Un anno dopo il tribunale di Catania ha emesso un decreto di sequestro e di confisca dei beni dell'impero di Mario Ciancio Sanfilippo per un valore di circa 150 milioni di euro. Vengono confiscati conti correnti alcuni dei quali in Svizzera, polizze assicurative, trentuno società, quote di partecipazione detenute in sette società e beni immobili. Una confisca storica perché per la prima volta la legge Rognoni-La Torre viene applicata ad una testata giornalistica, La Sicilia, della quale Ciancio Sanfilippo lascia il ruolo di direttore responsabile ed editore dopo 51 anni.

Il ritardo

Nella conferenza stampa dedicata al sequestro quando un cronista chiede perché nella vicenda Ciancio si sia giunti ad accertare fatti ed episodi noti con un ritardo di quarant'anni, il procuratore Carmelo Zuccaro risponde amaramente: «Il clima e le connivenze erano dei muri e delle barriere. La magistratura catanese non ha voluto e potuto essere all'altezza dei suoi doveri istituzionali». Parole drammatiche che tracciano con chiarezza i contorni del potere esercitato da Ciancio Sanfilippo.

Nel marzo 2020 la Corte d'Appello, sezione misure di prevenzione, annulla la confisca. Secondo i giudici il patrimonio di Ciancio Sanfilippo appare proporzionato alle entrate e non vi è prova di aver utilizzato capitali illeciti nelle sue attività imprenditoriali. Non viene provato, insomma, il consapevole contributo in favore di Cosa nostra catanese.
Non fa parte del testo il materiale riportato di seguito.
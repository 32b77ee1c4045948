//! Market-structure generator.
//!
//! A close beyond the highest high (lowest low) of the lookback window is a
//! break of structure. Strength blends how far price broke out, relative to
//! the window's range, with the breakout candle's volume against the window
//! average.

use serde::{Deserialize, Serialize};
use sync_core::{
    error::SignalError,
    traits::SignalGenerator,
    types::{Candle, SignalResult, SignalStrength, SignalType},
};

/// Configuration for the structure generator.
#[derive(Debug, Clone, Serialize, Deserialize)]
pub struct StructureConfig {
    /// Candles before the latest one that define the swing range
    pub lookback: usize,
    /// Breakout distance, as a fraction of the swing range, that counts as full strength
    pub full_break_ratio: f64,
    /// Volume multiple of the window average that counts as full strength
    pub full_volume_ratio: f64,
}

impl Default for StructureConfig {
    fn default() -> Self {
        Self {
            lookback: 20,
            full_break_ratio: 0.25,
            full_volume_ratio: 2.0,
        }
    }
}

impl StructureConfig {
    pub fn validate(&self) -> Result<(), SignalError> {
        if self.lookback < 2 {
            return Err(SignalError::InvalidConfig("Lookback must be at least 2".into()));
        }
        if self.full_break_ratio <= 0.0 || self.full_volume_ratio <= 0.0 {
            return Err(SignalError::InvalidConfig(
                "Strength ratios must be positive".into(),
            ));
        }
        Ok(())
    }
}

/// Swing-break generator with volume confirmation.
pub struct StructureSignal {
    config: StructureConfig,
}

impl StructureSignal {
    pub fn new(config: StructureConfig) -> Self {
        Self { config }
    }
}

impl Default for StructureSignal {
    fn default() -> Self {
        Self::new(StructureConfig::default())
    }
}

impl SignalGenerator for StructureSignal {
    fn name(&self) -> &str {
        "Structure"
    }

    fn generate(&self, candles: &[Candle]) -> SignalResult {
        if !self.is_warmed_up(candles.len()) {
            return SignalResult::neutral();
        }

        let Some((last, history)) = candles.split_last() else {
            return SignalResult::neutral();
        };
        let window = &history[history.len() - self.config.lookback..];

        let swing_high = window.iter().map(|c| c.high).fold(f64::MIN, f64::max);
        let swing_low = window.iter().map(|c| c.low).fold(f64::MAX, f64::min);
        let range = swing_high - swing_low;
        let avg_volume = window.iter().map(|c| c.volume).sum::<f64>() / window.len() as f64;
        let volume_ratio = if avg_volume > 0.0 { last.volume / avg_volume } else { 0.0 };

        let (signal_type, distance) = if last.close > swing_high {
            (SignalType::Buy, last.close - swing_high)
        } else if last.close < swing_low {
            (SignalType::Sell, swing_low - last.close)
        } else {
            (SignalType::Neutral, 0.0)
        };

        let strength = if signal_type == SignalType::Neutral {
            SignalStrength::None
        } else {
            let break_score = if range > 0.0 {
                (distance / range / self.config.full_break_ratio).min(1.0)
            } else {
                1.0
            };
            let volume_score = (volume_ratio / self.config.full_volume_ratio).min(1.0);
            SignalStrength::from_score(0.5 * break_score + 0.5 * volume_score)
        };

        SignalResult::new(signal_type, strength)
            .with_detail("swing_high", swing_high)
            .with_detail("swing_low", swing_low)
            .with_detail("volume_ratio", volume_ratio)
    }

    fn warmup_period(&self) -> usize {
        self.config.lookback + 1
    }

    fn description(&self) -> &str {
        "Swing-range breaks of structure with volume confirmation"
    }
}
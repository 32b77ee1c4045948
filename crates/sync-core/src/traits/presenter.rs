//! Presentation callbacks.

use crate::types::{Candle, SignalResult, Ticker};

/// Payload of [`Presenter::on_chart_update`].
#[derive(Debug, Clone, PartialEq)]
pub struct ChartUpdate {
    /// Base signal, if the pipeline ran
    pub signal: Option<SignalResult>,
    /// Closed base candles
    pub candles: Vec<Candle>,
    /// In-progress base candle
    pub in_progress: Option<Candle>,
    /// Whether the update comes from the real-time scheduler
    pub is_real_time: bool,
    /// Closed HTF candles (empty without HTF)
    pub htf_candles: Vec<Candle>,
    /// In-progress HTF candle
    pub htf_in_progress: Option<Candle>,
    /// HTF signal, if the pipeline ran
    pub htf_signal: Option<SignalResult>,
    /// Index of the candle the base signal is anchored to
    pub marker_index: i64,
    /// Index of the candle the HTF signal is anchored to
    pub htf_marker_index: i64,
}

/// Setter-style callbacks consumed by a UI or console.
///
/// Every method has a no-op default so presenters implement only what they
/// render. Callbacks run on the engine's call path and must not block.
pub trait Presenter: Send + Sync {
    /// Closed base candles changed.
    fn on_table_refresh(&self, _candles: &[Candle]) {}

    /// Series, markers or signals changed.
    fn on_chart_update(&self, _update: &ChartUpdate) {}

    /// Status line. `is_success` is false for surfaced errors.
    fn on_status(&self, _message: &str, _is_success: bool) {}

    /// Push notification for a changed real-time signal.
    fn on_notification(&self, _message: &str) {}

    /// Latest ticker from a successful poll.
    fn on_ticker(&self, _ticker: &Ticker) {}
}

/// Presenter that discards everything.
#[derive(Debug, Clone, Copy, Default)]
pub struct NullPresenter;

impl Presenter for NullPresenter {}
Ma i magistrati aggiungono che «ciò che emerge in maniera univoca è che Ciancio Sanfilippo era un imprenditore protetto da Cosa nostra catanese, tale rapporto di protezione si era talmente consolidato nel tempo da far sì che Ciancio fosse considerato dall'organizzazione mafiosa come un amico». Per i giudici le «condotte del direttore integrano un rapporto di contiguità, ma tale contiguità non si è mai trasformata in un contributo fattivo all'attività e allo sviluppo del sodalizio criminoso».

Il suo successo coincide con il periodo storico di dominio della Democrazia Cristiana e con l’epopea dei cavalieri del lavoro di Catania - i quattro cavalieri dell'apocalisse mafiosa - le cui iniziative politico-economiche trovavano sempre eco nel giornale.

La parola mafia

Nel panorama dell'informazione catanese l'unica voce fuori dal coro era quella di uno sparuto gruppo di giornalisti guidato da Pippo Fava, direttore prima del Giornale del Sud e poi de I Siciliani ammazzato da Cosa nostra il 5 gennaio 1984 per le sue inchieste sulle collusioni tra mafia e politica.

La parola mafia nelle colonne de La Sicilia non doveva comparire. Erano gli anni dell'ascesa di Giuseppe Calderone e Nitto Santapaola, dei legami a doppio filo con l'imprenditoria catanese, della mafia catanese che si fa metodo a livello nazionale. «La mafia che da Catania viene alla conquista di Palermo», aveva rivelato il generale Carlo Alberto Dalla Chiesa in una celebre intervista al giornalista Giorgio Bocca. Dichiarazioni che La Sicilia ignora per un'intera settimana.

A Palermo il 28 luglio del 1985 viene ucciso dalla mafia il commissario agrigentino, cresciuto a Catania, Beppe Montana. La famiglia in occasione del trigesimo preparò un necrologio nel quale esprimeva il suo «rabbioso rimpianto», «rinnovando ogni disprezzo alla mafia e ai suoi anonimi sostenitori». Quel necrologio, però, non venne mai pubblicato dal giornale di Ciancio Sanfilippo.

Nella prefazione del libro Una città in pugno, scritto da Antonio Fisichella, Isaia Sales descrive così l'editore: «Mario Ciancio Sanfilippo è stato ed è il più emblematico e duraturo uomo di potere che ha influenzato e condizionato la storia di un'importante città italiana e per più di cinquant'anni ha intessuto relazioni pericolose senza essere scalfito da nessuna indagine giudiziaria». Fino a poco tempo fa.